Tuesday, April 22, 2008

Cheating, Belief in Determinism, and Rationality

A new study has just appeared, showing that students are more likely to cheat if they believe in determinism than if they believe in free will. You can read a good summary of the setup and results of the study here. These results are interesting on all sorts of levels, but of course they are generally likely to be taken as indicating a link between belief in free will and moral behavior. I want to question that link here. My question rests on the following worry: is cheating in this experiment actually immoral?

Those who know me might know that I am actually fairly obsessed with cheating—rules against cheating and lying tend to control my behavior. But there is nothing obviously moral about this: I may avoid cheating just because I am uncomfortable with it, or worried that I’ll get caught, or concerned that if I get caught, I won’t be able to account for my behavior. That is: I find it easier not to cheat. And since I’ve internalized this rule, I tend to get angry when other people cheat. In other words, and pretty obviously, one’s reasons for not cheating are not necessarily moral ones; they are probably likely to not be moral, at least in any strong sense. (Some consequentialists, of course, might not buy this distinction between moral and non-moral rejections of teaching; if so, that would just show that they don’t quite get morality.)

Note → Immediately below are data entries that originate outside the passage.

//! Retrospective model: the meeting, and the home of the vote caps.

use chrono::{DateTime, Utc};
use serde::{Deserialize, Serialize};
use uuid::Uuid;
use validator::Validate;

#[derive(Debug, Clone, Serialize, Deserialize, sqlx::FromRow)]
pub struct Retrospective {
    pub id: Uuid,
    pub team_id: Uuid,
    pub name: String,

    /// Most votes one user may put on a single item or group.
    pub max_votes_per_item: i32,

    /// Most votes one user may cast across the whole retrospective.
    pub max_total_votes: i32,

    pub created_by: Uuid,
    pub created_at: DateTime<Utc>,
    pub updated_at: DateTime<Utc>,
}

/// The two caps, as the vote tracker consumes them.
#[derive(Debug, Clone, Copy, PartialEq, Eq, Serialize, Deserialize)]
pub struct VoteLimits {
    pub max_per_item: u32,
    pub max_total: u32,
}

impl From<&Retrospective> for VoteLimits {
    fn from(r: &Retrospective) -> Self {
        Self {
            max_per_item: r.max_votes_per_item.max(0) as u32,
            max_total: r.max_total_votes.max(0) as u32,
        }
    }
}

/// Create request. The per-item cap is mandatory: there is no sensible
/// product default for it.
#[derive(Debug, Deserialize, Validate)]
pub struct CreateRetrospectiveRequest {
    pub team_id: Uuid,

    #[validate(length(min = 1, max = 120, message = "Name must be 1-120 characters"))]
    pub name: String,

    #[validate(range(min = 1, max = 100, message = "max_votes_per_item must be 1-100"))]
    pub max_votes_per_item: u32,

    #[validate(range(min = 1, max = 1000, message = "max_total_votes must be 1-1000"))]
    pub max_total_votes: Option<u32>,
}

#[derive(Debug, Deserialize, Validate)]
pub struct UpdateVoteLimitsRequest {
    #[validate(range(min = 1, max = 100, message = "max_votes_per_item must be 1-100"))]
    pub max_votes_per_item: Option<u32>,

    #[validate(range(min = 1, max = 1000, message = "max_total_votes must be 1-1000"))]
    pub max_total_votes: Option<u32>,
}

#[derive(Debug, Serialize)]
pub struct RetrospectiveResponse {
    pub id: Uuid,
    pub team_id: Uuid,
    pub name: String,
    pub max_votes_per_item: i32,
    pub max_total_votes: i32,
    pub created_by: Uuid,
    pub created_at: DateTime<Utc>,
}

impl From<Retrospective> for RetrospectiveResponse {
    fn from(r: Retrospective) -> Self {
        Self {
            id: r.id,
            team_id: r.team_id,
            name: r.name,
            max_votes_per_item: r.max_votes_per_item,
            max_total_votes: r.max_total_votes,
            created_by: r.created_by,
            created_at: r.created_at,
        }
    }
}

Significantly, also, “cheating” is not necessarily immoral. As with most other types of behavior, its morality or immorality is contextual. In most situations—like those involving classroom work—cheating seems to generally be unethical. But what about an experimental setting? You are in a setting—as the students in this experiment were—where you can quite easily cheat on a test and walk away with some extra cash. So there is—as is often the case—an immediately obvious benefit to cheating, and virtually no risk of negative consequences if you get caught. From the standpoint of instrumental rationality, then, you should cheat.

But are there moral considerations that militate against the instrumental ones? Are you somehow violating justice? Or causing someone harm, by cheating? Perhaps: you are walking away with money that those who didn’t cheat also didn’t get, so you are outearning them by dishonest means and you are also, perhaps, slightly ripping off the experimenters, whose money you are taking. But the most significant consideration, it might seem, is that you are messing up the experiment, since you’ve been led to think that your honest performance, not your cheating, is what’s necessary for the experiment’s success. And this is where questions arise:

First, would you really be messing up the experiment by cheating? The experimenter has said she must leave the room, and you are to score yourself. If you know anything about psychology experiments, you should then assume that this experiment is already fatally flawed, and its data will be useless in any case. Second, if you know a little more about psychology experiments, you might suspect that such blatant opportunities for cheating are somehow factored into the experiment. If you suspect this, it seems to cancel out your moral objections to cheating; and since you know that cheating will get you more money, your instrumental rationality gives you an overriding reason to cheat. In other words: cheating might well be the most rational course of action in this experiment, and most rational not just in the sense of instrumentally more rational, but instrumentally + normatively more rational, since the normative considerations have essentially been cancelled out. In this case, if you refuse to cheat, you are not actually sticking to moral principles. You are sticking to habits that you mistakenly take to be moral—mistakenly, because in this context there is nothing clearly moral about them.

Of course I could be wrong on this; maybe cheating in this case really is immoral. But it is at least not obviously so. And if you stick to your (normally) moral principles even in situations where they are not moral, then you are not acting morally. You are just acting irrationally. And this, then, is the upshot: belief in determinism might simply make people more rational.